BEGIN Input records

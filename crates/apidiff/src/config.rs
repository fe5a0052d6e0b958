//! Endpoint test configuration
//!
//! The config file is an ordered JSON array of endpoint descriptors:
//!
//! ```json
//! [
//!   {"method": "GET", "path": "/users/1"},
//!   {"method": "POST", "path": "/users", "body": {"name": "Alice"}},
//!   {"path": "/search", "params": {"q": "alice"}}
//! ]
//! ```

use std::collections::HashMap;
use std::fs;
use std::path::Path;

use serde::{Deserialize, Serialize};
use serde_json::Value;
use tracing::debug;

use crate::error::{CompareError, CompareResult};

/// One declarative test case: a request replayed against both servers
#[derive(Debug, Clone, Serialize, Deserialize)]
pub struct EndpointSpec {
    /// HTTP method, defaults to GET when absent
    #[serde(default = "default_method")]
    pub method: String,

    /// Request path, resolved against each server's base URL
    pub path: String,

    /// Optional JSON request body
    #[serde(default, skip_serializing_if = "Option::is_none")]
    pub body: Option<Value>,

    /// Optional extra request headers
    #[serde(default, skip_serializing_if = "Option::is_none")]
    pub headers: Option<HashMap<String, String>>,

    /// Optional query parameters
    #[serde(default, skip_serializing_if = "Option::is_none")]
    pub params: Option<HashMap<String, String>>,
}

fn default_method() -> String {
    "GET".to_string()
}

impl EndpointSpec {
    /// A GET endpoint with no body, headers or params
    pub fn get(path: impl Into<String>) -> Self {
        Self {
            method: default_method(),
            path: path.into(),
            body: None,
            headers: None,
            params: None,
        }
    }
}

/// Load the ordered endpoint list from a JSON config file
pub fn load_endpoints(path: impl AsRef<Path>) -> CompareResult<Vec<EndpointSpec>> {
    let path = path.as_ref();

    let content = fs::read_to_string(path).map_err(|e| CompareError::ReadConfig {
        path: path.to_path_buf(),
        source: e,
    })?;

    let endpoints: Vec<EndpointSpec> =
        serde_json::from_str(&content).map_err(|e| CompareError::ParseConfig {
            path: path.to_path_buf(),
            source: e,
        })?;

    debug!("loaded {} endpoint specs from {}", endpoints.len(), path.display());
    Ok(endpoints)
}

END Input records

> [Task statement]: Retype every record without alteration.

> [Solved problem]:
filename crates/apidiff/src/config.rs
repository fe5a0052d6e0b958
//! Endpoint test configuration
//!
//! The config file is an ordered JSON array of endpoint descriptors:
//!
//! ```json
//! [
//!   {"method": "GET", "path": "/users/1"},
//!   {"method": "POST", "path": "/users", "body": {"name": "Alice"}},
//!   {"path": "/search", "params": {"q": "alice"}}
//! ]
//! ```

use std::collections::HashMap;
use std::fs;
use std::path::Path;

use serde::{Deserialize, Serialize};
use serde_json::Value;
use tracing::debug;

use crate::error::{CompareError, CompareResult};

/// One declarative test case: a request replayed against both servers
#[derive(Debug, Clone, Serialize, Deserialize)]
pub struct EndpointSpec {
    /// HTTP method, defaults to GET when absent
    #[serde(default = "default_method")]
    pub method: String,

    /// Request path, resolved against each server's base URL
    pub path: String,

    /// Optional JSON request body
    #[serde(default, skip_serializing_if = "Option::is_none")]
    pub body: Option<Value>,

    /// Optional extra request headers
    #[serde(default, skip_serializing_if = "Option::is_none")]
    pub headers: Option<HashMap<String, String>>,

    /// Optional query parameters
    #[serde(default, skip_serializing_if = "Option::is_none")]
    pub params: Option<HashMap<String, String>>,
}

fn default_method() -> String {
    "GET".to_string()
}

impl EndpointSpec {
    /// A GET endpoint with no body, headers or params
    pub fn get(path: impl Into<String>) -> Self {
        Self {
            method: default_method(),
            path: path.into(),
            body: None,
            headers: None,
            params: None,
        }
    }
}

/// Load the ordered endpoint list from a JSON config file
pub fn load_endpoints(path: impl AsRef<Path>) -> CompareResult<Vec<EndpointSpec>> {
    let path = path.as_ref();

    let content = fs::read_to_string(path).map_err(|e| CompareError::ReadConfig {
        path: path.to_path_buf(),
        source: e,
    })?;

    let endpoints: Vec<EndpointSpec> =
        serde_json::from_str(&content).map_err(|e| CompareError::ParseConfig {
            path: path.to_path_buf(),
            source: e,
        })?;

    debug!("loaded {} endpoint specs from {}", endpoints.len(), path.display());
    Ok(endpoints)
}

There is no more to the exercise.